● Directions for this task: Work out how many lines below contain the word "worker", then give that number alone.

Data excerpts:
================================

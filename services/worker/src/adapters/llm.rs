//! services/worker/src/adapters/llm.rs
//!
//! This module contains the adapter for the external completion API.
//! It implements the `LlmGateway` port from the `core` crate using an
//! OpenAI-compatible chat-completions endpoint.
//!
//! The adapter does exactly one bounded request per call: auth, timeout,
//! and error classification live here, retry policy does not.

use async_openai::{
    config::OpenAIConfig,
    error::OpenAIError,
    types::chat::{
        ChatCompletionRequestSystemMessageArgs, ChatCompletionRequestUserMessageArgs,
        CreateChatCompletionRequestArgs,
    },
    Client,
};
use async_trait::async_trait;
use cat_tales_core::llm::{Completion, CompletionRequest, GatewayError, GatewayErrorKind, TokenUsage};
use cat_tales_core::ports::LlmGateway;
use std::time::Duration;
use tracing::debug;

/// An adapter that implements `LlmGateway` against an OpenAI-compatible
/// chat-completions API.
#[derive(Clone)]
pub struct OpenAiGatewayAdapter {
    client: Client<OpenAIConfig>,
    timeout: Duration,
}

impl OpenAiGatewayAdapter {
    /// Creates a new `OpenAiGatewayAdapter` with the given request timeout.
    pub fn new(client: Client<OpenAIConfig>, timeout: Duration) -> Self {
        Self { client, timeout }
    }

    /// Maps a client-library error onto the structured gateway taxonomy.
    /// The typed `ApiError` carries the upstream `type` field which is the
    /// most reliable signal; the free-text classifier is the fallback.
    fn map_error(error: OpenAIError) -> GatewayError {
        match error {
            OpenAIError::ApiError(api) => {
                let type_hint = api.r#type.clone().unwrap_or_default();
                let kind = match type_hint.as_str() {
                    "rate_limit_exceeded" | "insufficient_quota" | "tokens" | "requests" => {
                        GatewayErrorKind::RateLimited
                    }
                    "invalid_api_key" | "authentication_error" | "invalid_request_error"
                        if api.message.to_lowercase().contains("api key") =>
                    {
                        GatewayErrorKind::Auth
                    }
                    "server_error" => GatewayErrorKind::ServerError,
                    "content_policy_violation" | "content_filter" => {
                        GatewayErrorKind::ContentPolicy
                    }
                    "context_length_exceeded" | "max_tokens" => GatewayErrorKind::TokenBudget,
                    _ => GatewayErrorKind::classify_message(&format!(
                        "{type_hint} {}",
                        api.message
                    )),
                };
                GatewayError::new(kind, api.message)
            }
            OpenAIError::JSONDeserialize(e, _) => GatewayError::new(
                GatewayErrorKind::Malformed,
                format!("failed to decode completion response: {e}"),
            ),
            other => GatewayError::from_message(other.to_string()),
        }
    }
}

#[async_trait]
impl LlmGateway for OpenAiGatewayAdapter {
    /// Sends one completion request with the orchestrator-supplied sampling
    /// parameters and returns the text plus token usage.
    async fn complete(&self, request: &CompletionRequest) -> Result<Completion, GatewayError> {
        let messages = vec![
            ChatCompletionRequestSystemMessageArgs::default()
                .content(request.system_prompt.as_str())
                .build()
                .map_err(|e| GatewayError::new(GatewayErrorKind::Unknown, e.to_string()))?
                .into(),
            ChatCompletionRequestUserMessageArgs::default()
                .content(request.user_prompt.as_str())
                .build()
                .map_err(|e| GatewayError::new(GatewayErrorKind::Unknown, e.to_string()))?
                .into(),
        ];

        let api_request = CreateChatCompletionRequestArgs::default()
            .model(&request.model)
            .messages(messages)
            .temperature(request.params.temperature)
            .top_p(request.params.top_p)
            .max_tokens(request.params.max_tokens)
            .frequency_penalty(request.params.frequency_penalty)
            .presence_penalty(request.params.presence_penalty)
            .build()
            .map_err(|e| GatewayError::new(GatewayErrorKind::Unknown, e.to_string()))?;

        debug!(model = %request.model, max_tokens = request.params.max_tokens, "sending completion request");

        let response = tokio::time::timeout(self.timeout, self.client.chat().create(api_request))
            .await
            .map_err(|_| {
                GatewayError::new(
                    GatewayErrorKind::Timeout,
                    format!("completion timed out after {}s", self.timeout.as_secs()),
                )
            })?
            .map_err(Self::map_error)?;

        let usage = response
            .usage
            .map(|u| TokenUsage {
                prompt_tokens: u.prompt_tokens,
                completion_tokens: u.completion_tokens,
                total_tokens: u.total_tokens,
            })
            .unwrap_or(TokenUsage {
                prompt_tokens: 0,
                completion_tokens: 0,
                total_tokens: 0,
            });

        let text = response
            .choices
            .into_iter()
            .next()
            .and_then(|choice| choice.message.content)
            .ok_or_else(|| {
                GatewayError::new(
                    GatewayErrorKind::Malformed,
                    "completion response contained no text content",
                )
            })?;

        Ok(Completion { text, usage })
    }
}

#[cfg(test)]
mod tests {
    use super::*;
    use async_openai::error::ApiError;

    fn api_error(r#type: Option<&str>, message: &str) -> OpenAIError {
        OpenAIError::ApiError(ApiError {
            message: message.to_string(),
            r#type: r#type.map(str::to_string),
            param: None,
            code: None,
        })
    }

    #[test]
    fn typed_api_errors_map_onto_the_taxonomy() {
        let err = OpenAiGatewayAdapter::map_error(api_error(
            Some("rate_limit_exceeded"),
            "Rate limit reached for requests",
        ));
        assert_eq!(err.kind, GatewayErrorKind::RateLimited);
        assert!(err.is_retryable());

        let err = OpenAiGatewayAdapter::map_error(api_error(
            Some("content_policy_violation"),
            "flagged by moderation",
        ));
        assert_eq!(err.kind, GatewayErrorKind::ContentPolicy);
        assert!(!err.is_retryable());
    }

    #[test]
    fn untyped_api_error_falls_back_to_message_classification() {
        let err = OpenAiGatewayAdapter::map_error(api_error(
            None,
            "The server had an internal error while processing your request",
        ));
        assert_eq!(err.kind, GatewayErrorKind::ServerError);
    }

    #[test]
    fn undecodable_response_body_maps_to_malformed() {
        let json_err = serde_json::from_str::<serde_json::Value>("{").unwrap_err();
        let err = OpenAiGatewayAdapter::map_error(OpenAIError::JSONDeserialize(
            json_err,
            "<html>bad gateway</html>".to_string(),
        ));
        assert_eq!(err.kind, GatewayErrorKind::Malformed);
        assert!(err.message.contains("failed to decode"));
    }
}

================================

● Expected answer: 2